On Monday, December 28, Tesla Inc headed by billionaire Elon Musk will become one of the most valuable companies in the S&P 500, according to Reuters. Analysts estimate that the carmaker will account for over 1% of the global index.
Experts are confident that Tesla's addition to the S&P 500 will force index-tracking funds to buy the electric car manufacturer's shares worth more than $80 billion. This is necessary to maintain the balance in the index and correctly form investment portfolios. At the same time, these funds will have to sell other S&P 500 constituents’ shares worth the same amount.
However, the fact whether large funds will invest in Tesla or not remains in question. Some investors consider Elon Musk a successful entrepreneur, while others hold opposite views. The latter note that Tesla has failed to hit production targets. Besides, they believe that corporate management is at risk after Musk stepped down as board chairman in 2018.
Since the beginning of this year, Tesla's shares have skyrocketed by a dizzying 700%, and its market value has topped $600 billion. By the end of 2020, the carmaker has become the sixth most valuable company in the US market.
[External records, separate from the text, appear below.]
#[cfg(test)]
mod tests {
    use super::*;
    use crate::config::ScanConfig;
    use crate::scanner::Scanner;
    use crate::test_utils::collect_import;
    use std::fs;
    use std::path::Path;
    use tempfile::tempdir;

    fn flat(dest: &Path) -> Settings {
        Settings {
            destination: Some(dest.to_path_buf()),
            organize_by_date: false,
            ..Settings::default()
        }
    }

    async fn scan(src: &Path, settings: &Settings) -> Vec<MediaFile> {
        Scanner::new(ScanConfig::default())
            .scan_to_end(src.to_path_buf(), settings.clone(), CancellationToken::new())
            .await
            .unwrap()
    }

    fn count_files(dir: &Path) -> usize {
        walkdir::WalkDir::new(dir)
            .into_iter()
            .filter_map(|e| e.ok())
            .filter(|e| e.file_type().is_file())
            .count()
    }

    #[tokio::test]
    async fn test_unreachable_destination_fails_up_front() {
        let engine = ImportEngine::new(ImportConfig::default());
        let result = engine.import(Vec::new(), &Settings::default(), CancellationToken::new());
        assert!(matches!(result, Err(Error::DestinationUnreachable(None))));
    }

    #[tokio::test]
    async fn test_import_then_rescan_is_idempotent() {
        let src = tempdir().unwrap();
        let dest = tempdir().unwrap();
        fs::write(src.path().join("one.jpg"), b"first").unwrap();
        fs::write(src.path().join("two.mov"), b"second clip").unwrap();
        let settings = Settings {
            destination: Some(dest.path().to_path_buf()),
            rename_by_date: true,
            ..Settings::default()
        };

        let files = scan(src.path(), &settings).await;
        let engine = ImportEngine::new(ImportConfig::default());
        let (updates, summary) = collect_import(&engine, files, &settings).await;
        assert_eq!(summary.outcome(), ImportOutcome::Completed);
        assert_eq!(summary.imported, 2);
        assert!(!updates.is_empty());

        let rescanned = scan(src.path(), &settings).await;
        assert!(rescanned.iter().all(|f| f.status == ImportStatus::PreExisting));

        let (updates, summary) = collect_import(&engine, rescanned, &settings).await;
        assert!(updates.is_empty());
        assert_eq!(summary.progress.files_total, 0);
        assert_eq!(count_files(dest.path()), 2);
    }

    #[tokio::test]
    async fn test_statuses_move_forward_per_file() {
        let src = tempdir().unwrap();
        let dest = tempdir().unwrap();
        fs::write(src.path().join("a.jpg"), b"aaaa").unwrap();
        let settings = flat(dest.path());

        let files = scan(src.path(), &settings).await;
        let engine = ImportEngine::new(ImportConfig::default());
        let (updates, summary) = collect_import(&engine, files, &settings).await;

        let statuses: Vec<_> = updates.iter().map(|u| u.file.status).collect();
        assert_eq!(
            statuses,
            vec![ImportStatus::Copying, ImportStatus::Verifying, ImportStatus::Imported]
        );
        let last = updates.last().unwrap();
        assert_eq!(last.progress.files_processed, 1);
        assert_eq!(last.progress.bytes_copied, 4);
        assert_eq!(summary.progress.fraction(), 1.0);
    }

    #[tokio::test]
    async fn test_failure_is_isolated() {
        let src = tempdir().unwrap();
        let dest = tempdir().unwrap();
        for name in ["1.jpg", "2.jpg", "3.jpg"] {
            fs::write(src.path().join(name), name.as_bytes()).unwrap();
        }
        let settings = flat(dest.path());
        let files = scan(src.path(), &settings).await;
        fs::remove_file(src.path().join("2.jpg")).unwrap();

        let engine = ImportEngine::new(ImportConfig::default());
        let (_, summary) = collect_import(&engine, files, &settings).await;

        assert_eq!(summary.outcome(), ImportOutcome::CompletedWithFailures);
        let statuses: Vec<_> = summary.files.iter().map(|f| f.status).collect();
        assert_eq!(
            statuses,
            vec![ImportStatus::Imported, ImportStatus::Failed, ImportStatus::Imported]
        );
        assert!(summary.files[1].import_error.is_some());
        assert!(summary.files[0].import_error.is_none());
        assert!(!dest.path().join("2.jpg").exists());
    }

    #[tokio::test]
    async fn test_size_mismatch_fails_and_keeps_artifact() {
        let src = tempdir().unwrap();
        let dest = tempdir().unwrap();
        let path = src.path().join("grow.jpg");
        fs::write(&path, b"12345").unwrap();
        let settings = flat(dest.path());
        let files = scan(src.path(), &settings).await;

        // The source changes between scan and import
        fs::write(&path, b"1234567890").unwrap();

        let engine = ImportEngine::new(ImportConfig::default());
        let (_, summary) = collect_import(&engine, files, &settings).await;

        let file = &summary.files[0];
        assert_eq!(file.status, ImportStatus::Failed);
        assert!(file.import_error.as_deref().unwrap().contains("expected 5"));
        assert!(dest.path().join("grow.jpg").exists());
    }

    #[tokio::test]
    async fn test_delete_originals_with_sidecars() {
        let src = tempdir().unwrap();
        let dest = tempdir().unwrap();
        fs::write(src.path().join("IMG_1.HEIC"), b"heic").unwrap();
        fs::write(src.path().join("IMG_1.AAE"), b"edits").unwrap();
        let settings = Settings {
            delete_originals: true,
            ..flat(dest.path())
        };

        let files = scan(src.path(), &settings).await;
        assert_eq!(files[0].sidecar_paths.len(), 1);

        let engine = ImportEngine::new(ImportConfig::default());
        let (_, summary) = collect_import(&engine, files, &settings).await;

        assert_eq!(summary.outcome(), ImportOutcome::Completed);
        assert!(!src.path().join("IMG_1.HEIC").exists());
        assert!(!src.path().join("IMG_1.AAE").exists());
        assert_eq!(fs::read(dest.path().join("IMG_1.HEIC")).unwrap(), b"heic");
        assert_eq!(fs::read(dest.path().join("IMG_1.AAE")).unwrap(), b"edits");
    }

    #[tokio::test]
    async fn test_conflicting_sidecar_is_kept_with_its_edits() {
        let src = tempdir().unwrap();
        let dest = tempdir().unwrap();
        fs::write(src.path().join("IMG_1.JPG"), b"jpeg").unwrap();
        fs::write(src.path().join("IMG_1.XMP"), b"MY EDITS").unwrap();
        fs::write(dest.path().join("IMG_1.XMP"), b"someone else's xmp").unwrap();
        let settings = Settings {
            delete_originals: true,
            ..flat(dest.path())
        };

        let files = scan(src.path(), &settings).await;
        let engine = ImportEngine::new(ImportConfig::default());
        let (_, summary) = collect_import(&engine, files, &settings).await;

        assert_eq!(summary.outcome(), ImportOutcome::CompletedWithWarnings);
        let file = &summary.files[0];
        assert_eq!(file.status, ImportStatus::Imported);
        assert!(file.import_error.as_deref().unwrap().contains("IMG_1.XMP"));
        assert!(!src.path().join("IMG_1.JPG").exists());
        assert_eq!(fs::read(src.path().join("IMG_1.XMP")).unwrap(), b"MY EDITS");
        assert_eq!(fs::read(dest.path().join("IMG_1.XMP")).unwrap(), b"someone else's xmp");
    }

    #[cfg(unix)]
    #[tokio::test]
    async fn test_failed_deletion_is_a_warning() {
        use std::os::unix::fs::PermissionsExt;

        let src = tempdir().unwrap();
        let dest = tempdir().unwrap();
        fs::write(src.path().join("locked.jpg"), b"locked").unwrap();
        let settings = Settings {
            delete_originals: true,
            ..flat(dest.path())
        };
        let files = scan(src.path(), &settings).await;

        fs::set_permissions(src.path(), fs::Permissions::from_mode(0o555)).unwrap();
        if fs::write(src.path().join("writable"), b"").is_ok() {
            // Permission bits do not apply to this user
            fs::set_permissions(src.path(), fs::Permissions::from_mode(0o755)).unwrap();
            return;
        }

        let engine = ImportEngine::new(ImportConfig::default());
        let (_, summary) = collect_import(&engine, files, &settings).await;
        fs::set_permissions(src.path(), fs::Permissions::from_mode(0o755)).unwrap();

        assert_eq!(summary.outcome(), ImportOutcome::CompletedWithWarnings);
        assert_eq!(summary.imported, 1);
        assert_eq!(summary.warnings, 1);
        let file = &summary.files[0];
        assert_eq!(file.status, ImportStatus::Imported);
        assert!(file.import_error.is_some());
        assert!(src.path().join("locked.jpg").exists());
        assert_eq!(fs::read(dest.path().join("locked.jpg")).unwrap(), b"locked");
    }

    #[tokio::test]
    async fn test_cancel_during_large_copy() {
        use futures::StreamExt;

        let src = tempdir().unwrap();
        let dest = tempdir().unwrap();
        fs::write(src.path().join("a_big.mov"), vec![7u8; 64 * 1024 * 1024]).unwrap();
        fs::write(src.path().join("b.jpg"), b"b").unwrap();
        fs::write(src.path().join("c.jpg"), b"c").unwrap();
        let settings = flat(dest.path());
        let files = scan(src.path(), &settings).await;
        assert_eq!(files[0].source_path, src.path().join("a_big.mov"));

        let engine = ImportEngine::new(ImportConfig {
            large_file_threshold: 1,
            cancel_check_interval: 1,
            ..ImportConfig::default()
        });
        let cancel = CancellationToken::new();
        let stream = engine.import(files, &settings, cancel.clone()).unwrap();
        let mut stream = std::pin::pin!(stream);

        let mut summary = None;
        while let Some(event) = stream.next().await {
            match event {
                ImportEvent::File(update) => {
                    assert_eq!(update.file.status, ImportStatus::Copying);
                    cancel.cancel();
                }
                ImportEvent::Finished(s) => summary = Some(s),
            }
        }

        let summary = summary.unwrap();
        assert_eq!(summary.outcome(), ImportOutcome::Cancelled);
        assert!(summary.cancelled);
        assert_eq!(summary.not_started, 2);
        assert_eq!(summary.imported + summary.failed, 0);
        assert_eq!(summary.files[0].status, ImportStatus::Copying);
        assert!(summary.files.iter().all(|f| f.import_error.is_none()));
        assert!(summary.files[1..].iter().all(|f| f.status == ImportStatus::Waiting));
        assert_eq!(count_files(dest.path()), 0);
    }

    #[tokio::test]
    async fn test_duplicates_produce_one_destination_file() {
        let src = tempdir().unwrap();
        let dest = tempdir().unwrap();
        let bytes = vec![9u8; 100];
        fs::write(src.path().join("a.jpg"), &bytes).unwrap();
        fs::write(src.path().join("b.jpg"), &bytes).unwrap();
        let mtime = filetime::FileTime::from_unix_time(1_700_000_000, 0);
        filetime::set_file_mtime(src.path().join("a.jpg"), mtime).unwrap();
        filetime::set_file_mtime(src.path().join("b.jpg"), mtime).unwrap();
        let settings = flat(dest.path());

        let files = scan(src.path(), &settings).await;
        assert_eq!(files[0].status, ImportStatus::Waiting);
        assert_eq!(files[1].status, ImportStatus::DuplicateInSource);

        let engine = ImportEngine::new(ImportConfig::default());
        let (_, summary) = collect_import(&engine, files, &settings).await;
        assert_eq!(summary.imported, 1);
        assert_eq!(count_files(dest.path()), 1);
    }

    #[tokio::test]
    async fn test_cancelled_batch_leaves_files_untouched() {
        let src = tempdir().unwrap();
        let dest = tempdir().unwrap();
        fs::write(src.path().join("a.jpg"), b"a").unwrap();
        fs::write(src.path().join("b.jpg"), b"bb").unwrap();
        let settings = flat(dest.path());
        let files = scan(src.path(), &settings).await;

        let cancel = CancellationToken::new();
        cancel.cancel();
        let engine = ImportEngine::new(ImportConfig::default());
        let events: Vec<ImportEvent> = {
            use futures::StreamExt;
            engine.import(files, &settings, cancel).unwrap().collect().await
        };

        assert_eq!(events.len(), 1);
        let ImportEvent::Finished(summary) = &events[0] else {
            panic!("expected only a summary");
        };
        assert_eq!(summary.outcome(), ImportOutcome::Cancelled);
        assert_eq!(summary.not_started, 2);
        assert!(summary.files.iter().all(|f| f.status == ImportStatus::Waiting));
        assert!(summary.files.iter().all(|f| f.import_error.is_none()));
        assert_eq!(count_files(dest.path()), 0);
    }

    #[test]
    fn test_outcome_precedence() {
        let mut summary = ImportSummary::default();
        assert_eq!(summary.outcome(), ImportOutcome::Completed);
        summary.warnings = 1;
        assert_eq!(summary.outcome(), ImportOutcome::CompletedWithWarnings);
        summary.failed = 1;
        assert_eq!(summary.outcome(), ImportOutcome::CompletedWithFailures);
        summary.cancelled = true;
        assert_eq!(summary.outcome(), ImportOutcome::Cancelled);
    }
}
This dramatic surge in shares made it the world's most expensive automaker, experts say. In mid-November 2020, its management announced that the company would join the S&P 500. Against this background, the electric car manufacturer's shares soared by about 60%, although many consider them to be overvalued.
Tesla is by far the most traded stock by value on Wall Street. Over the past year, Tesla has averaged over $18 billion a day in trades. Notably, Apple occupies the second position on this list, with the trading volume of about $14 billion a session, according to Refinitiv data.